A loan called a contract between an institution which is a bank and a natural person, i.e. a client. The bank provides the client with money in the amount that the client would like to receive for a certain period of time.
However, the borrower, who became the client, undertakes to return the amount of credit used, including interest and to pay the commission on the amount provided in accordance with the contract in which the client signed. The loan agreement must be concluded in writing.
Features of cash loans
In accordance with banking law, a credit agreement signed by a bank and a client must contain information about:
- Parties to the contract – this is the information between whom the contract was concluded, i.e. between the bank and the client
- Purpose of the loan – depending on the type of the obligation, it may be information that the funds that the customer receives are for any consumer purpose or car, flat, purchase of, for example, specific RTV equipment or household appliances, etc.
- Its height and currency – information is provided about the amount of the customer received net, ie “on hand”.
- Principles of incurring – in this part it is advisable where the financial commitment was made. It can be a bank branch, online application or telephone helpline.
- Repayment term – here the information on the period for which the loan was granted is indicated. Usually banks grant them from 3 to 120 months. At the end of the contract, a schedule is attached, detailing in which period and in what amounts the customer will have to make repayments. The installment is always divided into interest and capital, which in total gives the total amount to be settled by the client.
- Interest and commission – the most important information for the client. In this paragraph, the bank indicates the percentage it receives from the funds borrowed to the client and a commission for granting such a liability, which may be credited or deducted and payable once.

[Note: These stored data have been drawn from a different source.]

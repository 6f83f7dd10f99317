//! Local filesystem storage implementation.
//!
//! Writes go to a sibling temp file first and are renamed into place, so a
//! web server reading the output directory never sees a half-written file.

use std::path::PathBuf;

use async_trait::async_trait;
use tokio::io::AsyncWriteExt;

use crate::error::{AppError, Result};
use crate::storage::OutputStorage;

/// Local filesystem storage backend.
#[derive(Debug, Clone)]
pub struct LocalStorage {
    root_dir: PathBuf,
}

impl LocalStorage {
    /// Create a new LocalStorage rooted at the given directory.
    pub fn new(root_dir: impl Into<PathBuf>) -> Self {
        Self {
            root_dir: root_dir.into(),
        }
    }

    /// Get the full path for a relative key.
    fn path(&self, key: &str) -> Result<PathBuf> {
        let key = key.trim_start_matches('/');
        if key.is_empty() || key.split('/').any(|segment| segment == "..") {
            return Err(AppError::validation(format!("invalid storage key '{key}'")));
        }
        Ok(self.root_dir.join(key))
    }

    /// Ensure parent directory exists.
    async fn ensure_dir(&self, path: &PathBuf) -> Result<()> {
        if let Some(parent) = path.parent() {
            tokio::fs::create_dir_all(parent).await?;
        }
        Ok(())
    }
}

#[async_trait]
impl OutputStorage for LocalStorage {
    /// Write bytes atomically (write to temp, then rename).
    async fn write_bytes(&self, key: &str, bytes: &[u8]) -> Result<()> {
        let path = self.path(key)?;
        self.ensure_dir(&path).await?;

        let mut tmp_name = path.clone().into_os_string();
        tmp_name.push(".tmp");
        let tmp = PathBuf::from(tmp_name);

        let mut file = tokio::fs::File::create(&tmp).await?;
        file.write_all(bytes).await?;
        file.flush().await?;
        drop(file);

        tokio::fs::rename(&tmp, &path).await?;
        log::debug!("Wrote {} bytes to {}", bytes.len(), path.display());
        Ok(())
    }

    async fn read_bytes(&self, key: &str) -> Result<Option<Vec<u8>>> {
        let path = self.path(key)?;
        match tokio::fs::read(&path).await {
            Ok(bytes) => Ok(Some(bytes)),
            Err(e) if e.kind() == std::io::ErrorKind::NotFound => Ok(None),
            Err(e) => Err(AppError::Io(e)),
        }
    }

    fn location(&self, key: &str) -> String {
        self.root_dir
            .join(key.trim_start_matches('/'))
            .display()
            .to_string()
    }
}

#[cfg(test)]
mod tests {
    use super::*;
    use tempfile::TempDir;

    #[tokio::test]
    async fn test_write_and_read() {
        let tmp = TempDir::new().unwrap();
        let storage = LocalStorage::new(tmp.path());

        storage.write_bytes("robots.txt", b"User-agent: *\n").await.unwrap();
        let data = storage.read_bytes("robots.txt").await.unwrap();
        assert_eq!(data, Some(b"User-agent: *\n".to_vec()));
    }

    #[tokio::test]
    async fn test_nested_key_creates_directories() {
        let tmp = TempDir::new().unwrap();
        let storage = LocalStorage::new(tmp.path());

        storage
            .write_bytes("head/panel/bookings.html", b"<title>x</title>")
            .await
            .unwrap();
        assert!(tmp.path().join("head/panel/bookings.html").exists());
        assert!(!tmp.path().join("head/panel/bookings.html.tmp").exists());
    }

    #[tokio::test]
    async fn test_overwrite_replaces_content() {
        let tmp = TempDir::new().unwrap();
        let storage = LocalStorage::new(tmp.path());

        storage.write_bytes("sitemap.xml", b"old").await.unwrap();
        storage.write_bytes("sitemap.xml", b"new").await.unwrap();
        let data = storage.read_bytes("sitemap.xml").await.unwrap();
        assert_eq!(data, Some(b"new".to_vec()));
    }

    #[tokio::test]
    async fn test_read_nonexistent() {
        let tmp = TempDir::new().unwrap();
        let storage = LocalStorage::new(tmp.path());

        let data = storage.read_bytes("nope.txt").await.unwrap();
        assert!(data.is_none());
    }

    #[tokio::test]
    async fn test_rejects_parent_traversal() {
        let tmp = TempDir::new().unwrap();
        let storage = LocalStorage::new(tmp.path());

        assert!(storage.write_bytes("../escape.txt", b"x").await.is_err());
        assert!(storage.write_bytes("", b"x").await.is_err());
    }
}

- Conditions of change and termination of the contract – in the event that the client would have problems with repayment of the installment within a specified time or payment mismatch, in this chapter the bank informs the client what to do. Usually, any changes can be made by the client only with the consent of the relevant faculty in writing.
- Security – banks often secure their loans with insurance in the event of a client’s death, insolvency, for example, a flat or house pledge (in the case of a mortgage).
- Regulations on possible repayment and loan utilization control – in the case of non-compliance with the terms of the contract and failure to repay the obligation, the banks publish information on possible control and coercion to enforce these funds, clients sign a contract and consent, and hence, incur additional costs from the installment payment delay.
- The method of making a certain amount available to the borrower – the customer has the option of paying the installment in cash, for example at a bank branch or on a credit account.